Here's a pic of my BCA male "Jax" (south Brazilian boa constrictor amarali) He's a little over 3 feet and 399 grams. He's the most laid back and outgoing snake I've ever seen. No hissing or striking even straight out of the bag when I got him.
 

My male western hognose "Roger". He's been on a hunger strike and will only eat once every 2 months if I'm lucky...I may be looking for a new home for him locally as I believe he needs a keeper with more experience to get him feeding. he weighs the same 19 grams he did when I purchased him last July at the same time i got Zelda.


I also have another female KSB, Serena, who is a nuclear (line bred for super bright orange and black markings) but I don't have a pic of her.

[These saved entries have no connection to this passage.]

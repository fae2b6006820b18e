//! Rebound: the frame drifts diagonally and bounces off the terminal edges.

use crate::geometry::{DATE_WINDOW_HEIGHT, Geometry};
use crate::state::ClockState;

/// Reflect one velocity component.
///
/// Turns positive below 1 and negative past `upper`; the upper bound wins when
/// both hold.
pub fn reflect(position: i32, velocity: i32, upper: i32) -> i32 {
    let mut velocity = velocity;
    if position < 1 {
        velocity = 1;
    }
    if position > upper {
        velocity = -1;
    }
    velocity
}

impl ClockState {
    /// Advance the bounce by one cell. Returns `false` when rebound is off.
    pub fn rebound_step(&mut self) -> bool {
        if !self.options.rebound {
            return false;
        }
        let g = self.geometry;
        self.velocity.d_row = reflect(
            g.row,
            self.velocity.d_row,
            self.term.rows - g.height - DATE_WINDOW_HEIGHT,
        );
        self.velocity.d_col = reflect(g.col, self.velocity.d_col, self.term.cols - g.width - 1);
        self.move_and_resize(Geometry {
            row: g.row + self.velocity.d_row,
            col: g.col + self.velocity.d_col,
            ..g
        });
        true
    }
}
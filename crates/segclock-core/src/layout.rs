//! Placement of the frame and date windows.

use tracing::{debug, trace};

use crate::geometry::{DATE_WINDOW_HEIGHT, Geometry, TermSize};
use crate::options::Position;
use crate::state::{ClockState, frame_width};

/// Keyboard move direction.
#[derive(Debug, Clone, Copy, PartialEq, Eq)]
pub enum Direction {
    Up,
    Down,
    Left,
    Right,
}

impl ClockState {
    /// Move and resize the frame, then rebuild the date window around it.
    ///
    /// Every geometry change goes through here. The origin is clamped to
    /// `[0, rows - height] x [0, cols - width]`.
    pub fn move_and_resize(&mut self, target: Geometry) {
        let max_row = (self.term.rows - target.height).max(0);
        let max_col = (self.term.cols - target.width).max(0);
        let frame = Geometry {
            row: target.row.clamp(0, max_row),
            col: target.col.clamp(0, max_col),
            ..target
        };

        let date_len = i32::try_from(self.time.date_width()).unwrap_or(i32::MAX / 2);
        self.geometry = frame;
        self.date_area = Geometry::new(
            frame.row + frame.height - 1,
            frame.col + frame.width / 2 - date_len / 2 - 1,
            date_len + 2,
            DATE_WINDOW_HEIGHT,
        );
        trace!(?frame, date = ?self.date_area, "frame moved");
    }

    /// Center the frame in the terminal and stop any rebound.
    pub fn center(&mut self) {
        self.set_centered(true);
    }

    /// Turn centering on or off. Turning it off leaves the frame where it is.
    pub fn set_centered(&mut self, centered: bool) {
        self.options.centered = centered;
        if !centered {
            return;
        }
        self.options.rebound = false;
        let g = self.geometry;
        self.move_and_resize(Geometry {
            row: self.term.rows / 2 - g.height / 2,
            col: self.term.cols / 2 - g.width / 2,
            ..g
        });
    }

    /// Snap the frame to one of the nine keypad anchors.
    pub fn apply_position(&mut self, position: Position) {
        self.options.rebound = false;
        let g = self.geometry;
        let TermSize { rows, cols } = self.term;
        let row = match position.row_slot() {
            0 => 0,
            1 => rows / 2 - g.height / 2,
            _ => rows - g.height - 2,
        };
        let col = match position.col_slot() {
            0 => 0,
            1 => cols / 2 - g.width / 2,
            _ => cols - g.width,
        };
        self.move_and_resize(Geometry { row, col, ..g });
    }

    /// Show or hide the seconds, keeping the wider frame on screen.
    pub fn toggle_seconds(&mut self) {
        self.options.show_seconds = !self.options.show_seconds;
        let width = frame_width(self.options.show_seconds);
        let g = self.geometry;
        let col = g.col.min(self.term.cols - width - 1);
        self.move_and_resize(Geometry { col, width, ..g });
        self.reapply_anchor();
        debug!(show_seconds = self.options.show_seconds, "toggled seconds");
    }

    /// Switch the border style. The frame does not move.
    pub fn toggle_box(&mut self) {
        self.options.boxed = !self.options.boxed;
        debug!(boxed = self.options.boxed, "toggled box");
    }

    /// Move the frame by one cell. Ignored while centered or at an edge.
    pub fn nudge(&mut self, direction: Direction) {
        if self.options.centered {
            return;
        }
        let g = self.geometry;
        let TermSize { rows, cols } = self.term;
        let target = match direction {
            Direction::Up if g.row >= 1 => Geometry { row: g.row - 1, ..g },
            Direction::Down if g.row <= rows - g.height - DATE_WINDOW_HEIGHT => Geometry {
                row: g.row + 1,
                ..g
            },
            Direction::Left if g.col >= 1 => Geometry { col: g.col - 1, ..g },
            Direction::Right if g.col <= cols - g.width - 1 => Geometry {
                col: g.col + 1,
                ..g
            },
            _ => return,
        };
        self.move_and_resize(target);
    }

    /// Adopt a new terminal size and lay the clock out again.
    pub fn resize(&mut self, term: TermSize) {
        debug!(rows = term.rows, cols = term.cols, "terminal resized");
        self.term = term;
        self.move_and_resize(self.geometry);
        self.reapply_anchor();
    }
}
//! Getopt-style command line flags.

use std::fs::{self, Metadata};
use std::path::{Path, PathBuf};
use std::str::FromStr;

use clap::Parser;
use segclock_core::{AccentColor, Options, Position, TickDelay, TimeFormat};
use tracing::warn;

use crate::error::ConfigError;
use crate::in_range;

/// Longest accepted date format template, in characters.
const MAX_FORMAT_LEN: usize = 100;

pub const USAGE: &str = "\
usage: segclock [-iuvsScbtrhDBxn] [-C [0-7]] [-f format] [-d delay] [-a nsdelay] [-T tty] [-p [1-9]]
    -s            Show seconds
    -S            Screensaver mode
    -x            Show box
    -c            Center the clock in the terminal
    -C [0-7]      Set the clock color
    -b            Use bold colors
    -t            Use 12-hour format
    -u            Use UTC time
    -T tty        Display the clock on the given terminal device
    -r            Bounce the clock off the terminal edges
    -f format     Set the date format (strftime)
    -n            Don't quit on keypress
    -v            Show version
    -i            Show program info
    -h            Show this page
    -D            Hide date
    -B            Blink the colon
    -d delay      Seconds between two redraws, 0-99. Default 1.
    -a nsdelay    Additional nanoseconds between two redraws. Default 0.
    -p [1-9]      Position of the clock, 1-9 from top-left to bottom-right:

                  123
                  456
                  789
";

pub const VERSION: &str = concat!("segclock ", env!("CARGO_PKG_VERSION"), "\n");

pub const INFO: &str = concat!(
    "segclock ",
    env!("CARGO_PKG_VERSION"),
    ": a large seven-segment clock for the terminal.\n",
    "Keys: arrows/hjkl move, s seconds, t 12/24h, c center, b bold, r rebound, x box, 0-7 color, q quit.\n"
);

/// Raw command line. Numeric values stay strings until range-checked.
#[derive(Debug, Default, Parser)]
#[command(
    name = "segclock",
    disable_help_flag = true,
    disable_version_flag = true,
    args_override_self = true
)]
pub struct Cli {
    #[arg(short = 's')]
    pub seconds: bool,
    #[arg(short = 'S')]
    pub screensaver: bool,
    #[arg(short = 'x')]
    pub boxed: bool,
    #[arg(short = 'c')]
    pub center: bool,
    #[arg(short = 'C', value_name = "0-7", allow_hyphen_values = true)]
    pub color: Option<String>,
    #[arg(short = 'b')]
    pub bold: bool,
    #[arg(short = 't')]
    pub twelve_hour: bool,
    #[arg(short = 'u')]
    pub utc: bool,
    #[arg(short = 'T', value_name = "tty")]
    pub tty: Option<PathBuf>,
    #[arg(short = 'r')]
    pub rebound: bool,
    #[arg(short = 'f', value_name = "format", allow_hyphen_values = true)]
    pub format: Option<String>,
    #[arg(short = 'n')]
    pub no_quit: bool,
    #[arg(short = 'v')]
    pub version: bool,
    #[arg(short = 'i')]
    pub info: bool,
    #[arg(short = 'h')]
    pub help: bool,
    #[arg(short = 'D')]
    pub hide_date: bool,
    #[arg(short = 'B')]
    pub blink: bool,
    #[arg(short = 'd', value_name = "delay", allow_hyphen_values = true)]
    pub delay: Option<String>,
    #[arg(short = 'a', value_name = "nsdelay", allow_hyphen_values = true)]
    pub nsdelay: Option<String>,
    #[arg(short = 'p', value_name = "1-9", allow_hyphen_values = true)]
    pub position: Option<String>,
    /// Non-option arguments are accepted and ignored.
    #[arg(hide = true)]
    pub rest: Vec<String>,
}

impl Cli {
    /// Text for `-h`, `-v` or `-i`, in that order of precedence.
    pub fn info_text(&self) -> Option<&'static str> {
        if self.help {
            Some(USAGE)
        } else if self.version {
            Some(VERSION)
        } else if self.info {
            Some(INFO)
        } else {
            None
        }
    }

    /// Apply the flags on top of `options`.
    ///
    /// Returns the validated `-T` device, if one was given.
    pub fn apply(self, options: &mut Options) -> Result<Option<PathBuf>, ConfigError> {
        options.show_seconds |= self.seconds;
        options.screensaver |= self.screensaver;
        options.boxed |= self.boxed;
        options.centered |= self.center;
        options.bold |= self.bold;
        options.utc |= self.utc;
        options.rebound |= self.rebound;
        options.no_quit |= self.no_quit;
        options.blink_colon |= self.blink;
        if self.hide_date {
            options.show_date = false;
        }
        if self.twelve_hour {
            options.time_format = TimeFormat::TwelveHour;
        }

        if let Some(color) = numeric::<u8>('C', self.color.as_deref())
            .and_then(|c| in_range("-C", c, 0..=AccentColor::COUNT - 1))
            .and_then(AccentColor::from_index)
        {
            options.color = color;
        }
        if let Some(format) = self.format {
            options.date_format = format.chars().take(MAX_FORMAT_LEN).collect();
        }
        if let Some(secs) = numeric::<u64>('d', self.delay.as_deref())
            .and_then(|d| in_range("-d", d, 0..=TickDelay::MAX_SECS))
        {
            options.tick_delay.secs = secs;
        }
        if let Some(nanos) = numeric::<u32>('a', self.nsdelay.as_deref())
            .and_then(|a| in_range("-a", a, 0..=TickDelay::MAX_NANOS))
        {
            options.tick_delay.nanos = nanos;
        }
        if let Some(position) = numeric::<u8>('p', self.position.as_deref()).and_then(Position::new)
        {
            options.position = Some(position);
        }

        self.tty.as_deref().map(validate_tty).transpose()
    }
}

/// Parse a flag value as a number, warning when it isn't one.
fn numeric<T: FromStr>(flag: char, raw: Option<&str>) -> Option<T> {
    let raw = raw?;
    let parsed = raw.trim().parse().ok();
    if parsed.is_none() {
        warn!(flag = %flag, value = raw, "ignoring non-numeric value");
    }
    parsed
}

/// Check that `path` names a character device.
pub fn validate_tty(path: &Path) -> Result<PathBuf, ConfigError> {
    let metadata = fs::metadata(path).map_err(|source| ConfigError::TtyStat {
        path: path.to_path_buf(),
        source,
    })?;
    if !is_char_device(&metadata) {
        return Err(ConfigError::NotCharDevice {
            path: path.to_path_buf(),
        });
    }
    Ok(path.to_path_buf())
}

#[cfg(unix)]
fn is_char_device(metadata: &Metadata) -> bool {
    use std::os::unix::fs::FileTypeExt;
    metadata.file_type().is_char_device()
}

#[cfg(not(unix))]
fn is_char_device(_metadata: &Metadata) -> bool {
    false
}

#[cfg(test)]
mod tests {
    use super::*;

    fn parse(args: &[&str]) -> Options {
        let cli = Cli::try_parse_from(std::iter::once("segclock").chain(args.iter().copied()))
            .expect("command line should parse");
        let mut options = Options::default();
        cli.apply(&mut options).expect("flags should apply");
        options
    }

    #[test]
    fn test_defaults_without_flags() {
        assert_eq!(parse(&[]), Options::default());
    }

    #[test]
    fn test_bundled_flags() {
        let options = parse(&["-scbx", "-D", "-tB"]);
        assert!(options.show_seconds);
        assert!(options.centered);
        assert!(options.bold);
        assert!(options.boxed);
        assert!(!options.show_date);
        assert!(options.blink_colon);
        assert_eq!(options.time_format, TimeFormat::TwelveHour);
    }

    #[test]
    fn test_color_values() {
        assert_eq!(parse(&["-C3"]).color.index(), 3);
        assert_eq!(parse(&["-C", "0"]).color.index(), 0);
        assert_eq!(parse(&["-C", "8"]).color, AccentColor::default());
        assert_eq!(parse(&["-C", "-1"]).color, AccentColor::default());
        assert_eq!(parse(&["-C", "red"]).color, AccentColor::default());
        assert_eq!(parse(&["-C", "1", "-C", "4"]).color.index(), 4);
    }

    #[test]
    fn test_delay_bounds() {
        assert_eq!(parse(&["-d", "5"]).tick_delay.secs, 5);
        assert_eq!(parse(&["-d", "99"]).tick_delay.secs, 99);
        assert_eq!(parse(&["-d", "100"]).tick_delay.secs, 1);
        assert_eq!(parse(&["-d", "-3"]).tick_delay.secs, 1);

        assert_eq!(parse(&["-a", "999999999"]).tick_delay.nanos, 999_999_999);
        assert_eq!(parse(&["-a", "1000000000"]).tick_delay.nanos, 0);
        assert_eq!(parse(&["-a", "abc"]).tick_delay.nanos, 0);
    }

    #[test]
    fn test_position_bounds() {
        assert_eq!(parse(&["-p", "5"]).position, Position::new(5));
        assert_eq!(parse(&["-p", "0"]).position, None);
        assert_eq!(parse(&["-p", "10"]).position, None);
    }

    #[test]
    fn test_date_format() {
        assert_eq!(parse(&["-f", "%H:%M"]).date_format, "%H:%M");
        assert_eq!(parse(&["-f", &"y".repeat(150)]).date_format.len(), MAX_FORMAT_LEN);
    }

    #[test]
    fn test_info_precedence() {
        let cli = Cli::try_parse_from(["segclock", "-i", "-v"]).unwrap();
        assert_eq!(cli.info_text(), Some(VERSION));
        let cli = Cli::try_parse_from(["segclock", "-s"]).unwrap();
        assert_eq!(cli.info_text(), None);
    }

    #[test]
    fn test_extra_arguments_ignored() {
        assert!(parse(&["-s", "stray"]).show_seconds);
    }

    #[test]
    fn test_tty_must_exist() {
        let cli = Cli::try_parse_from(["segclock", "-T", "/no/such/segclock/tty"]).unwrap();
        let err = cli.apply(&mut Options::default()).unwrap_err();
        assert!(matches!(err, ConfigError::TtyStat { .. }));
    }

    #[test]
    fn test_tty_rejects_non_device() {
        let dir = std::env::temp_dir();
        let err = validate_tty(&dir).unwrap_err();
        assert!(matches!(err, ConfigError::NotCharDevice { .. }));
        assert!(err.to_string().contains("doesn't appear to be a character device"));
    }

    #[cfg(unix)]
    #[test]
    fn test_tty_accepts_char_device() {
        let cli = Cli::try_parse_from(["segclock", "-T", "/dev/null"]).unwrap();
        let tty = cli.apply(&mut Options::default()).unwrap();
        assert_eq!(tty, Some(PathBuf::from("/dev/null")));
    }
}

Thanks for looking at my scaley babies!


----------



## RexRat (Nov 29, 2013)

Wow! Great pictures! Do you have any pics of their cage setup?


----------



## Vegn (Jan 2, 2014)

I had a checkered garter for a while but he would eat fish like they are supposed to like and I just couldn't stand feeding baby mice to him, even f/t. It's hypocritical, IMO. I mean, it's the same thing as feeding live, as far as your snake eating a rat that was once alive goes.


----------



## artgecko (Nov 26, 2013)

RexRat- Haven't taken many as of yet.. 
Here's a couple pics of the boa's tub. It's on a 4' table for reference
Outside
 

Part of the inside. You can see the hides on the warm / cool ends here


The sand boas are in either 10 and 20gl glass tanks (Zelda is in the 20gl) with a screen top, crushed walnut shells for bedding (similar to sand), with water bowl, hides, and a small branch if they feel the urge to climb (but they almost always stay buried). The hognose is in a similar 10gl setup with shredded aspen bedding and a larger branch. The BP is in a very simple quarantine setup with paper towel bedding, cork bark log, water bowl, and two plastic hides. The geckos have a more elaborate planted viv setup at my classroom (I'm a teacher). 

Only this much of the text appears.